* **THE DATA**:
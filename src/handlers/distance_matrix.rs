use std::sync::Arc;

use axum::{
    extract::{Path, State},
    response::IntoResponse,
    routing::{get, post},
    Router,
};
use sea_orm::TransactionTrait;
use serde_json::json;

use crate::{
    auth::AuthenticatedStaff,
    errors::{ApiError, ServiceError},
    handlers::common::ok_response,
    services::distance_matrix,
    AppState,
};

/// POST /distance-matrix/recompute — rebuild the pairwise store cache.
async fn recompute(
    State(state): State<Arc<AppState>>,
    _staff: AuthenticatedStaff,
) -> Result<impl IntoResponse, ApiError> {
    let txn = state
        .db
        .begin()
        .await
        .map_err(|e| ApiError::from(ServiceError::from(e)))?;
    let pairs = distance_matrix::rebuild(&txn).await?;
    txn.commit()
        .await
        .map_err(|e| ApiError::from(ServiceError::from(e)))?;

    Ok(ok_response(json!({
        "message": format!("{pairs}件の店舗間距離を計算しました"),
        "pairs_calculated": pairs,
    })))
}

/// GET /distance-matrix/nearest/{store_id}
async fn nearest(
    State(state): State<Arc<AppState>>,
    _staff: AuthenticatedStaff,
    Path(store_id): Path<i32>,
) -> Result<impl IntoResponse, ApiError> {
    let neighbors = distance_matrix::nearest_stores(&*state.db, store_id, 10).await?;
    Ok(ok_response(json!({
        "store_id": store_id,
        "nearest": neighbors
            .into_iter()
            .map(|(store_id, distance_km, travel_time_minutes)| json!({
                "store_id": store_id,
                "distance_km": distance_km,
                "travel_time_minutes": travel_time_minutes,
            }))
            .collect::<Vec<_>>(),
    })))
}

pub fn distance_matrix_routes() -> Router<Arc<AppState>> {
    Router::new()
        .route("/recompute", post(recompute))
        .route("/nearest/:store_id", get(nearest))
}
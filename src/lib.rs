pub mod auth;
pub mod common;
pub mod config;
pub mod db;
pub mod entities;
pub mod errors;
pub mod events;
pub mod handlers;
pub mod services;

use std::sync::Arc;

use axum::Router;
use tower_http::{cors::CorsLayer, trace::TraceLayer};

use crate::{auth::AuthService, config::AppConfig, db::DbPool, events::EventSender};

/// Application state shared with every handler.
pub struct AppState {
    pub db: Arc<DbPool>,
    pub config: AppConfig,
    pub auth: Arc<AuthService>,
    pub events: EventSender,
    pub services: handlers::AppServices,
}

impl AppState {
    pub fn new(db: Arc<DbPool>, config: AppConfig, events: EventSender) -> Self {
        let auth = Arc::new(AuthService::new(
            &config.jwt_secret,
            config.jwt_expiration_secs,
        ));
        let services = handlers::AppServices::new(db.clone(), events.clone(), &config);
        Self {
            db,
            config,
            auth,
            events,
            services,
        }
    }
}

/// Assemble the HTTP surface. Shared by `main` and the test harness.
pub fn build_router(state: Arc<AppState>) -> Router {
    Router::new()
        .nest("/health", handlers::health::health_routes())
        .nest(
            "/api/v1",
            Router::new()
                .nest("/auth", handlers::auth::auth_routes())
                .nest("/orders", handlers::orders::orders_routes())
                .nest("/plan", handlers::plan::plan_routes())
                .nest("/routes", handlers::routes::routes_routes())
                .nest("/failures", handlers::failures::failure_routes())
                .nest(
                    "/distance-matrix",
                    handlers::distance_matrix::distance_matrix_routes(),
                ),
        )
        .layer(TraceLayer::new_for_http())
        .layer(CorsLayer::permissive())
        .with_state(state)
}
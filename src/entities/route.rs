use chrono::{NaiveDate, NaiveDateTime};
use rust_decimal::Decimal;
use sea_orm::entity::prelude::*;
use serde::{Deserialize, Serialize};

#[derive(
    Debug, Clone, Copy, PartialEq, Eq, EnumIter, DeriveActiveEnum, Serialize, Deserialize,
)]
#[sea_orm(rs_type = "String", db_type = "String(StringLen::None)")]
#[serde(rename_all = "snake_case")]
pub enum RouteStatus {
    #[sea_orm(string_value = "not_started")]
    NotStarted,
    #[sea_orm(string_value = "in_progress")]
    InProgress,
    #[sea_orm(string_value = "completed")]
    Completed,
    #[sea_orm(string_value = "cancelled")]
    Cancelled,
}

/// One route per (buyer, date), coupled to a purchase list. Regeneration
/// reuses the row and rebuilds the stops so execution references survive.
#[derive(Clone, Debug, PartialEq, Eq, DeriveEntityModel, Serialize, Deserialize)]
#[sea_orm(table_name = "routes")]
pub struct Model {
    #[sea_orm(primary_key)]
    pub route_id: i32,
    pub list_id: i32,
    pub staff_id: i32,
    pub route_date: NaiveDate,
    pub status: RouteStatus,
    pub total_distance_km: Option<Decimal>,
    pub estimated_time_minutes: Option<i32>,
    pub start_location_lat: Option<Decimal>,
    pub start_location_lng: Option<Decimal>,
    pub include_return: bool,
    pub created_at: NaiveDateTime,
    pub updated_at: Option<NaiveDateTime>,
}

#[derive(Copy, Clone, Debug, EnumIter, DeriveRelation)]
pub enum Relation {
    #[sea_orm(
        belongs_to = "super::purchase_list::Entity",
        from = "Column::ListId",
        to = "super::purchase_list::Column::ListId"
    )]
    PurchaseList,
    #[sea_orm(
        belongs_to = "super::staff::Entity",
        from = "Column::StaffId",
        to = "super::staff::Column::StaffId"
    )]
    Staff,
    #[sea_orm(has_many = "super::route_stop::Entity")]
    Stops,
}

impl Related<super::purchase_list::Entity> for Entity {
    fn to() -> RelationDef {
        Relation::PurchaseList.def()
    }
}

impl Related<super::staff::Entity> for Entity {
    fn to() -> RelationDef {
        Relation::Staff.def()
    }
}

impl Related<super::route_stop::Entity> for Entity {
    fn to() -> RelationDef {
        Relation::Stops.def()
    }
}

impl ActiveModelBehavior for ActiveModel {}
use sea_orm_migration::prelude::*;

#[derive(DeriveMigrationName)]
pub struct Migration;

#[async_trait::async_trait]
impl MigrationTrait for Migration {
    async fn up(&self, manager: &SchemaManager) -> Result<(), DbErr> {
        manager
            .create_table(
                Table::create()
                    .table(Stores::Table)
                    .if_not_exists()
                    .col(
                        ColumnDef::new(Stores::StoreId)
                            .integer()
                            .not_null()
                            .auto_increment()
                            .primary_key(),
                    )
                    .col(ColumnDef::new(Stores::StoreName).string().not_null())
                    .col(ColumnDef::new(Stores::StoreCode).string().null())
                    .col(ColumnDef::new(Stores::Address).string().null())
                    .col(ColumnDef::new(Stores::District).string().null())
                    .col(ColumnDef::new(Stores::Category).string().null())
                    .col(ColumnDef::new(Stores::Latitude).decimal_len(10, 7).null())
                    .col(ColumnDef::new(Stores::Longitude).decimal_len(10, 7).null())
                    .col(
                        ColumnDef::new(Stores::PriorityLevel)
                            .integer()
                            .not_null()
                            .default(1),
                    )
                    // weekday -> "HH:MM-HH:MM"
                    .col(ColumnDef::new(Stores::OpeningHours).json().null())
                    .col(
                        ColumnDef::new(Stores::IsActive)
                            .boolean()
                            .not_null()
                            .default(true),
                    )
                    .col(ColumnDef::new(Stores::CreatedAt).timestamp().not_null())
                    .col(ColumnDef::new(Stores::UpdatedAt).timestamp().null())
                    .to_owned(),
            )
            .await
    }

    async fn down(&self, manager: &SchemaManager) -> Result<(), DbErr> {
        manager
            .drop_table(Table::drop().table(Stores::Table).to_owned())
            .await
    }
}

#[derive(DeriveIden)]
pub enum Stores {
    Table,
    StoreId,
    StoreName,
    StoreCode,
    Address,
    District,
    Category,
    Latitude,
    Longitude,
    PriorityLevel,
    OpeningHours,
    IsActive,
    CreatedAt,
    UpdatedAt,
}
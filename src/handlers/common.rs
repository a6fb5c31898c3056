use axum::{http::StatusCode, response::IntoResponse, Json};
use serde::Serialize;
use validator::Validate;

use crate::errors::ApiError;

/// Validate a request DTO, mapping failures to a 400 with details.
pub fn validate_input<T: Validate>(input: &T) -> Result<(), ApiError> {
    input
        .validate()
        .map_err(|e| ApiError::BadRequest(format!("validation failed: {e}")))
}

pub fn ok_response<T: Serialize>(body: T) -> impl IntoResponse {
    (StatusCode::OK, Json(body))
}

pub fn created_response<T: Serialize>(body: T) -> impl IntoResponse {
    (StatusCode::CREATED, Json(body))
}
use config::{Config, ConfigError, Environment, File};
use rust_decimal::Decimal;
use serde::Deserialize;

/// Process-level configuration. Business policy (cutoff time, capacities,
/// optimization priority) is *not* here: it lives in the `business_rules`
/// table and is loaded once per planning transaction.
#[derive(Debug, Clone, Deserialize)]
pub struct AppConfig {
    pub database_url: String,
    #[serde(default = "default_host")]
    pub host: String,
    #[serde(default = "default_port")]
    pub port: u16,
    pub jwt_secret: String,
    #[serde(default = "default_jwt_expiration_secs")]
    pub jwt_expiration_secs: i64,
    #[serde(default = "default_environment")]
    pub environment: String,
    #[serde(default = "default_log_level")]
    pub log_level: String,
    #[serde(default)]
    pub auto_migrate: bool,
    /// Fallback start point when a buyer has no coordinates, and the city
    /// center used when an item's stores are all un-geocoded.
    #[serde(default = "default_office_lat")]
    pub office_lat: Decimal,
    #[serde(default = "default_office_lng")]
    pub office_lng: Decimal,
}

fn default_host() -> String {
    "0.0.0.0".to_string()
}

fn default_port() -> u16 {
    8000
}

fn default_jwt_expiration_secs() -> i64 {
    86_400
}

fn default_environment() -> String {
    "development".to_string()
}

fn default_log_level() -> String {
    "info".to_string()
}

fn default_office_lat() -> Decimal {
    Decimal::new(34_6937, 4)
}

fn default_office_lng() -> Decimal {
    Decimal::new(135_5023, 4)
}

impl AppConfig {
    /// Minimal constructor used by the test harness.
    pub fn new(database_url: String, jwt_secret: String) -> Self {
        Self {
            database_url,
            host: default_host(),
            port: default_port(),
            jwt_secret,
            jwt_expiration_secs: default_jwt_expiration_secs(),
            environment: "test".to_string(),
            log_level: default_log_level(),
            auto_migrate: false,
            office_lat: default_office_lat(),
            office_lng: default_office_lng(),
        }
    }
}

/// Load configuration from `config/{environment}.toml` (optional) with
/// `APP__`-prefixed environment variables taking precedence.
pub fn load_config() -> Result<AppConfig, ConfigError> {
    let environment = std::env::var("APP_ENV").unwrap_or_else(|_| "development".to_string());

    let config = Config::builder()
        .add_source(File::with_name(&format!("config/{environment}")).required(false))
        .add_source(Environment::with_prefix("APP").separator("__"))
        .build()?;

    config.try_deserialize()
}

/// Initialize tracing with an env-filter; `RUST_LOG` overrides the
/// configured level.
pub fn init_tracing(level: &str) {
    use tracing_subscriber::{fmt, layer::SubscriberExt, util::SubscriberInitExt, EnvFilter};

    let default_directive = format!("dispatch_api={level},tower_http=info");
    let filter = EnvFilter::try_from_default_env()
        .unwrap_or_else(|_| EnvFilter::new(default_directive));

    tracing_subscriber::registry()
        .with(filter)
        .with(fmt::layer())
        .init();
}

* **ASSIGNMENT**:
Your answer must consist of every line in the listing that contains "Address".

* **FINISHED EXERCISE**:
                    .col(ColumnDef::new(Stores::Address).string().null())
    Address,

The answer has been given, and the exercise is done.